Valdemar apareció ante él, envuelto en un velo gris que no se disolvía ni al mediodía. Las montañas alrededor eran tan altas que el pueblo parecía metido en el fondo de una olla de piedra. La carretera terminaba en una curva estrecha desde la que se divisaban los tejados oscuros y humeantes, apretados unos contra otros como si buscaran calor entre ellos. A medida que descendía, el aire se volvía más frío, y esa sensación de nuca que uno tiene cuando siente que lo observan se le instaló en los hombros y ya no lo dejó en varios días.

Al entrar en el pueblo, las casas parecían aún más deterioradas de lo que recordaba. Las ventanas estaban cubiertas de tablas, las fachadas despintadas, y una neblina espesa ocultaba las formas hasta hacerlas irreales. Pocos transeúntes caminaban por la calle principal, pero ninguno levantaba la mirada. Algunas mujeres cerraban las cortinas al verlo pasar. Los perros no ladraban. La quietud era total, como si Valdemar respirara con lentitud, observando al visitante con recelo.

Simón estacionó frente a la vieja posada donde solía alojarse el correo y los viajeros. El rótulo de madera pendía por un clavo oxidado. Entró, sacudiendo las gotas de lluvia de su abrigo, y un aroma húmedo, mezcla de moho, leña vieja y recuerdos le dio la bienvenida. Tras el mostrador, un hombre mayor, de rostro arrugado y mirada apagada, levantó apenas la cabeza.

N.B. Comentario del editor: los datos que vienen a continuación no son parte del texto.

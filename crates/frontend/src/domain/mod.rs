pub mod a001_ir_log;
use leptos::prelude::*;

pub fn icon(name: &str) -> AnyView {
    match name {
        "x" => view! {
            <svg width="16" height="16" viewBox="0 0 24 24" fill="none" stroke="currentColor" stroke-width="2" stroke-linecap="round" stroke-linejoin="round" aria-hidden="true">
                <path d="M18 6 6 18"/>
                <path d="m6 6 12 12"/>
            </svg>
        }.into_any(),
        "refresh" => view! {
            <svg width="16" height="16" viewBox="0 0 24 24" fill="none" stroke="currentColor" stroke-width="2" stroke-linecap="round" stroke-linejoin="round" aria-hidden="true">
                <path d="M21 12a9 9 0 1 1-3-6.7L21 8"/>
                <path d="M21 3v5h-5"/>
            </svg>
        }.into_any(),
        "send" => view! {
            <svg width="16" height="16" viewBox="0 0 24 24" fill="none" stroke="currentColor" stroke-width="2" stroke-linecap="round" stroke-linejoin="round" aria-hidden="true">
                <path d="m22 2-7 20-4-9-9-4Z"/>
                <path d="M22 2 11 13"/>
            </svg>
        }.into_any(),
        "save" => view! {
            <svg width="16" height="16" viewBox="0 0 24 24" fill="none" stroke="currentColor" stroke-width="2" stroke-linecap="round" stroke-linejoin="round" aria-hidden="true">
                <path d="M19 21H5a2 2 0 0 1-2-2V5a2 2 0 0 1 2-2h11l5 5v11a2 2 0 0 1-2 2z"/>
                <polyline points="17 21 17 13 7 13 7 21"/>
                <polyline points="7 3 7 8 15 8"/>
            </svg>
        }.into_any(),
        "cancel" => view! {
            <svg width="16" height="16" viewBox="0 0 24 24" fill="none" stroke="currentColor" stroke-width="2" stroke-linecap="round" stroke-linejoin="round" aria-hidden="true">
                <circle cx="12" cy="12" r="10"/>
                <path d="m15 9-6 6"/>
                <path d="m9 9 6 6"/>
            </svg>
        }.into_any(),
        _ => view! {
            <svg width="20" height="20" viewBox="0 0 24 24" fill="none" stroke="currentColor" stroke-width="2" stroke-linecap="round" stroke-linejoin="round" aria-hidden="true">
                <circle cx="12" cy="12" r="10"/>
                <path d="M12 8v4l3 3"/>
            </svg>
        }.into_any(),
    }
}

—Necesito habitación por unos días —dijo Simón, mientras apoyaba su maletín sobre el mostrador, notando cómo la madera vieja crujía bajo el peso.

El viejo lo miró despacio, como si tratara de ubicarlo entre caras que ya no existían.

—Usted es de aquí —murmuró finalmente, sin emoción—. No hay muchos que regresen.

—Tenía un amigo desaparecido. Vine a buscar respuestas. —La voz de Simón sonó decidida, pero el temblor de sus manos lo traicionaba, y el anciano pareció notarlo, porque sus ojos se detuvieron un instante en los dedos que aferraban el maletín.

El hombre asintió con un gesto lento, como si aquella respuesta tuviera un significado que iba más allá de sus palabras.

—Aquí nadie desaparece, joven… aquí, la tierra se los traga.

Aquella frase lo persiguió mientras subía las escaleras hasta su habitación. El suelo crujía a cada paso, y las sombras parecían moverse en los rincones donde la luz no alcanzaba. Dejó la maleta sobre la cama y se acercó a la ventana. Desde allí podía ver el camino que llevaba al bosque, ese mismo donde, de niños, jugaban él y Samuel. Al fondo, una zona oscura se destacaba entre los árboles. Recordaba las historias, una mansión antigua, abandonada después de un misterio familiar. La casa de los susurros.

Apretó los dientes, sin querer aceptar el impulso que empezaba a crecer en su interior. Inclinó la cabeza hacia el suelo, intentando apartar los pensamientos, pero entonces vio algo bajo la puerta. Era un sobre. Nadie lo había escuchado llegar. Corrió hacia él y lo recogió con cautela. Era idéntico al de la primera carta: papel envejecido y sin remitente. Dentro encontró una nota breve, esta vez con una frase escrita con tinta fresca, que aún manchaba los dedos al tocarla.

No busques a Samuel. Él está con nosotros.

Sintió el corazón acelerarse. Su mente racional intentó imponer orden. Podía tratarse de una broma, de alguien que sabía por qué había venido y quería jugar con su cabeza. Pero algo dentro de él sabía que no era casualidad.

Salió de la habitación y bajó nuevamente al salón principal. El viejo del mostrador seguía allí, inmóvil, observando el fuego apagado de la chimenea. Simón le enseñó el sobre.